最近見た映画・メモ粉川哲夫Tetsuo Kogawa

気をとりなおして再開しました。これまで出さなかったものを掲載します。

[Mon August 04 07:16:57 JST 1999]
●ホーホケキョ となりの山田くん(高畑勲/1999)
NHKや朝日新聞で「庶民」を描かれるとひっかかるときの感情がよみがえる。うん、いいけど、ちょっとちがうんじゃない、という感じなのだ。
そういう「とほほ」感覚を制度化しないでほしいという気もする。そんなもの、どこにもないからである。むしろ、古典落語の味かな?
昨日もカレーだったから、今夜の献立は変えないと、と悩んでいるまつ子が、ぽんと手を打って、「そうや、思い切って、カレーや」というおかしさに典型的にあらわれているように、所詮、漫才か落語の世界にすぎない。
猥雑さの全くない世界。
サブカルが体制内化される例の典型。いしいひさいちの「とほほ」感というか、なさけなさ、三枚目の雰囲気は、番犬のポチの表情ぐらいにしか残っていない。
画像はきれいである。区切りに俳句を置くのもシャレている。矢野顕子の音楽・ソングもいい。しかし、こういうコギレイな場に置かれた「庶民」というのは、どういうものなのか? 所詮、『となりのやまだ君』は、朝日という場で許容されているマンガである。
ケ、セラセラ、なるようになる・・・未来は見えない、なるようになる
12チャンネルがウィークデイの午前6時からニューヨークからのライブで放映している「モーニング・サテライト」で、少しまえから「ケ、セラセラ」が流されていた。いま、この歌は時代の気分にマッチする。矢野顕子は、そういう感覚をうまくつかんで、使っている。(99-07-07、東劇・松竹試写室)

●ゴールデンボーイ(Apt Pupil/1997/Bryan Singer)(ブライアン・シンガー) ◇社内試写を見落とし、松竹から券をもらって一般上映で見る。がらんとした場内。スクリーンは大きく、試写室よりゆったり見れる。
◎相当いい。イアン・マッケランがすこしぼさっとした感じで不適合なのだが、ブラッド・レンフロはなかなかいい感じ(『ブラジルから来た少年』や『スナックバー・ブダペスト』に出てくるファシスト的な若者に通じる冷たさを鋭く表現している。
◆時は、1984年。学校でホロコーストの話を聞いた学生(ブラッド・レンフロ)が、図書館でホロコーストについて調べ、イスラエルの機関が出しているホローコースト実行者の手配資料を入手する。解説では「アウシュヴィッツ」となっているが、マッケランがいたのは、パティンの収容所である。
途中まで、「人は一人では生きられない」というヒューマン・ドラマ風の展開をするが、それは、すぐに崩壊する。(99-06-29、新宿東急)

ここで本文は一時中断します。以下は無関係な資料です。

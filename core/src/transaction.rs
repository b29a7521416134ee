use async_trait::async_trait;

use crate::bind_value::BindValue;
use crate::db_pool::{DbDriver, DbPool};
use crate::error::{DbHelperError, Result};
use crate::executor::{run_fetch, run_write, DbExecutor, WriteResult};
use crate::row::ResultSet;

/// 宏：简化事务闭包的写法，自动处理 `Box::pin`
///
/// 使用示例：
/// ```ignore
/// // 默认数据库
/// dbhelper::transaction!(helper, |tx| async move {
///     tx.try_execute_create("user", &params).await?;
///     Ok::<_, dbhelper::DbHelperError>(())
/// }).await?;
///
/// // 指定 bind
/// dbhelper::transaction!(helper, bind = "report", |tx| async move {
///     Ok::<_, dbhelper::DbHelperError>(42)
/// }).await?;
/// ```
#[macro_export]
macro_rules! transaction {
    ($helper:expr, bind = $bind:expr, |$tx:ident| async move $body:block) => {
        $helper.with_transaction(Some($bind), |$tx| Box::pin(async move $body))
    };
    ($helper:expr, |$tx:ident| async move $body:block) => {
        $helper.with_transaction(None, |$tx| Box::pin(async move $body))
    };
}

/// 数据库事务包装器
#[derive(Debug)]
pub enum Transaction<'tx> {
    #[cfg(feature = "mysql")]
    MySql(sqlx::Transaction<'tx, sqlx::MySql>),
    #[cfg(feature = "postgres")]
    Postgres(sqlx::Transaction<'tx, sqlx::Postgres>),
    #[cfg(feature = "sqlite")]
    Sqlite(sqlx::Transaction<'tx, sqlx::Sqlite>),
}

impl<'tx> Transaction<'tx> {
    /// 获取事务的驱动类型
    pub fn driver(&self) -> DbDriver {
        match self {
            #[cfg(feature = "mysql")]
            Transaction::MySql(_) => DbDriver::MySql,
            #[cfg(feature = "postgres")]
            Transaction::Postgres(_) => DbDriver::Postgres,
            #[cfg(feature = "sqlite")]
            Transaction::Sqlite(_) => DbDriver::Sqlite,
        }
    }

    /// 提交事务
    pub async fn commit(self) -> Result<()> {
        match self {
            #[cfg(feature = "mysql")]
            Transaction::MySql(tx) => tx.commit().await?,
            #[cfg(feature = "postgres")]
            Transaction::Postgres(tx) => tx.commit().await?,
            #[cfg(feature = "sqlite")]
            Transaction::Sqlite(tx) => tx.commit().await?,
        }
        Ok(())
    }

    /// 回滚事务
    pub async fn rollback(self) -> Result<()> {
        match self {
            #[cfg(feature = "mysql")]
            Transaction::MySql(tx) => tx.rollback().await?,
            #[cfg(feature = "postgres")]
            Transaction::Postgres(tx) => tx.rollback().await?,
            #[cfg(feature = "sqlite")]
            Transaction::Sqlite(tx) => tx.rollback().await?,
        }
        Ok(())
    }
}

#[async_trait]
impl DbExecutor for Transaction<'static> {
    fn driver(&self) -> DbDriver {
        Transaction::driver(self)
    }

    async fn execute(&mut self, sql: &str, binds: &[BindValue]) -> Result<WriteResult> {
        match self {
            #[cfg(feature = "mysql")]
            Transaction::MySql(tx) => {
                run_write!(&mut **tx, sql, binds, |r| Some(r.last_insert_id() as i64))
            }
            #[cfg(feature = "postgres")]
            Transaction::Postgres(tx) => run_write!(&mut **tx, sql, binds, |_r| None),
            #[cfg(feature = "sqlite")]
            Transaction::Sqlite(tx) => {
                run_write!(&mut **tx, sql, binds, |r| Some(r.last_insert_rowid()))
            }
        }
    }

    async fn fetch_all(&mut self, sql: &str, binds: &[BindValue]) -> Result<ResultSet> {
        match self {
            #[cfg(feature = "mysql")]
            Transaction::MySql(tx) => run_fetch!(&mut **tx, sql, binds, crate::row::mysql_row),
            #[cfg(feature = "postgres")]
            Transaction::Postgres(tx) => {
                run_fetch!(&mut **tx, sql, binds, crate::row::postgres_row)
            }
            #[cfg(feature = "sqlite")]
            Transaction::Sqlite(tx) => run_fetch!(&mut **tx, sql, binds, crate::row::sqlite_row),
        }
    }
}

impl DbPool {
    /// 开始一个事务
    pub async fn begin(&self) -> Result<Transaction<'static>> {
        match self.driver() {
            #[cfg(feature = "mysql")]
            DbDriver::MySql => {
                let pool = self.mysql_pool().ok_or(DbHelperError::NoPoolAvailable)?;
                Ok(Transaction::MySql(pool.begin().await?))
            }
            #[cfg(feature = "postgres")]
            DbDriver::Postgres => {
                let pool = self.pg_pool().ok_or(DbHelperError::NoPoolAvailable)?;
                Ok(Transaction::Postgres(pool.begin().await?))
            }
            #[cfg(feature = "sqlite")]
            DbDriver::Sqlite => {
                let pool = self.sqlite_pool().ok_or(DbHelperError::NoPoolAvailable)?;
                Ok(Transaction::Sqlite(pool.begin().await?))
            }
            #[allow(unreachable_patterns)]
            _ => Err(DbHelperError::NoPoolAvailable),
        }
    }
}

●バッファロー’66(Buffalo '66/1998/Vincent Gallo)(ヴィセント・ギャロ) ◇社内試写のスケジュールが合わず、一般試写で見せてもらう。女性客が大半の試写会。
◎こいつは傑作。ハリウッド映画のパターンに飽きた人も、パターンを愛する者も、必見。ギャロの個性満開。
◆カナダからの帰り、初めて立ち寄ったバッファローを思い出させる寒々した人気のないバッファローの景色。そこは、刑務所で、ギャロが出所するところからはじまる。すべてを投げうったような風貌。薄着のまま外のベンチで所在なく眠りこけ、起き出して、出てきたあの刑務所に行く。「ここは、discharged gate[釈放の門]だから、誰も入れない」といわれる。Eagle Streetの表示。
☆ここのところで、カフカの短編「掟の門」を思い出す。「田舎から出てきた男」があの門に入れなかったのは、それが釈放の門だったからかもしれない。
◆刑務所の門に入ろうとしたのは、トイレに行きたいからで、それを断られて、バスに乗る。股間を押さえながら、バス駅でトイレに駆け込もうとしたら、そこが掃除中。近所のレストランに行けば、閉まっている。やっと見つけたダンススタジオでトイレに行く。隣で小便をしているデブのことが気になって、「見たな」と因縁をつけ、「ちきしょう、出なくなっちまった」。
◆両親に電話をかけようとしたがコインがなく、通りがかった女に借りる。「ありがとうぐらい言ったら」。電話では、外国に行っていたんで連絡できなかったと大層なことを言い、その女が盗み聞きして、けげんな顔。
◆なんと、ギャロは、その女性を押さえつけ、「おれの言う通りにしろ」と外へ連れだす。その命令の仕方が強引で、微に入り、細に入っている。(99-06-18、東邦生命ホール、7月3日より公開)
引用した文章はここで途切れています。